### Your goal
When a line of the entries contains the word "Result", report that line.

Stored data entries
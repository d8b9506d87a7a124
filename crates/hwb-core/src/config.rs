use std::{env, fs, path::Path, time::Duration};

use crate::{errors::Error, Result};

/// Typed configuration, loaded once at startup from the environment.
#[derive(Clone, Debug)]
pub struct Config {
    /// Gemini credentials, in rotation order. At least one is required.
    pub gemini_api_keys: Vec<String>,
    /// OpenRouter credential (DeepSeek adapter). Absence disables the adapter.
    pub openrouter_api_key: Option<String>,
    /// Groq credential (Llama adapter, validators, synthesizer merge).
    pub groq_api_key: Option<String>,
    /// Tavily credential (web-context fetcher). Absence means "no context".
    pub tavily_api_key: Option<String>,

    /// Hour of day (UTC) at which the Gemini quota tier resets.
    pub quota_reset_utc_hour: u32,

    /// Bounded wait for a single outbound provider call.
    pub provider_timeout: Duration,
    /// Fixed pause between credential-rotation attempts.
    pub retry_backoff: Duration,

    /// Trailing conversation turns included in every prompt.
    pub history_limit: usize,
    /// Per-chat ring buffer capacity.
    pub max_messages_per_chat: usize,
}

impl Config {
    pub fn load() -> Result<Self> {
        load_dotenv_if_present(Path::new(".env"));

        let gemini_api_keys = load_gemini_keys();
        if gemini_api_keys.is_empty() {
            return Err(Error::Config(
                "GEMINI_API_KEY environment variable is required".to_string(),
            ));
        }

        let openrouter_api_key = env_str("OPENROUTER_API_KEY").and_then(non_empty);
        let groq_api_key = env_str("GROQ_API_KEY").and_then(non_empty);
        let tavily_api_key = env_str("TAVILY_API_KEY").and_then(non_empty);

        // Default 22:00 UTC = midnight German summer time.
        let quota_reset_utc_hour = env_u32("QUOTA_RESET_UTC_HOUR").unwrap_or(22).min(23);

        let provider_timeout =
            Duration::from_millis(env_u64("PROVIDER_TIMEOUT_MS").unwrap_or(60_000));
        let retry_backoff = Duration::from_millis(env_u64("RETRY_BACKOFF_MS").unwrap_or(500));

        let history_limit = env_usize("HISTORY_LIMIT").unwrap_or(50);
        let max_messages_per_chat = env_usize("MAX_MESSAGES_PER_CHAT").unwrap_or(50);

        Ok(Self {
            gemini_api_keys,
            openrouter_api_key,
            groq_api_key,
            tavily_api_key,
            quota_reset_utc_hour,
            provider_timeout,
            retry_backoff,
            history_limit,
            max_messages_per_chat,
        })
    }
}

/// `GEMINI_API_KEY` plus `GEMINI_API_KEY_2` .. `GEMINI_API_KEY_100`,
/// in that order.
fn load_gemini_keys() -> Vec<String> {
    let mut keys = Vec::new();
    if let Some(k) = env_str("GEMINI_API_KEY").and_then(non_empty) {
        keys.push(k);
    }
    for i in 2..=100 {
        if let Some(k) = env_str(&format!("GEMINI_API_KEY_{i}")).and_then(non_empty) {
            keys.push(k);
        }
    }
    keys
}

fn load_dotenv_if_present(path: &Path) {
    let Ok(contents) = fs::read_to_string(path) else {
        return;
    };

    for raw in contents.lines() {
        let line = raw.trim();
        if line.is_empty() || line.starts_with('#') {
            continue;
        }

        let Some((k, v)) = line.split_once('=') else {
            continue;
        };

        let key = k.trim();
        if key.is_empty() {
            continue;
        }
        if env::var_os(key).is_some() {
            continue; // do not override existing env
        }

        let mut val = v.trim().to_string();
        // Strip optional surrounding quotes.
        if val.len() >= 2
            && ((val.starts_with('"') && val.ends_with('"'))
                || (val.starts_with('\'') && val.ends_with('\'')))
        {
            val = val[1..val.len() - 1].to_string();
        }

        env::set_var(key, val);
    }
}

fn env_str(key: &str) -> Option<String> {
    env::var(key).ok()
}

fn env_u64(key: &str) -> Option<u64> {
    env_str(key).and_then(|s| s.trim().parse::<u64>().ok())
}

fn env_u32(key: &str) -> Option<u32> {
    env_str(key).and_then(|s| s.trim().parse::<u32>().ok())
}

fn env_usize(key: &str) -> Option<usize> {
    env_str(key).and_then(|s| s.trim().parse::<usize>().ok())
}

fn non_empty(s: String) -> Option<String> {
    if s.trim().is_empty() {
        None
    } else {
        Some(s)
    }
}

### Solution below
use crate::{errors::Error, Result};
    pub fn load() -> Result<Self> {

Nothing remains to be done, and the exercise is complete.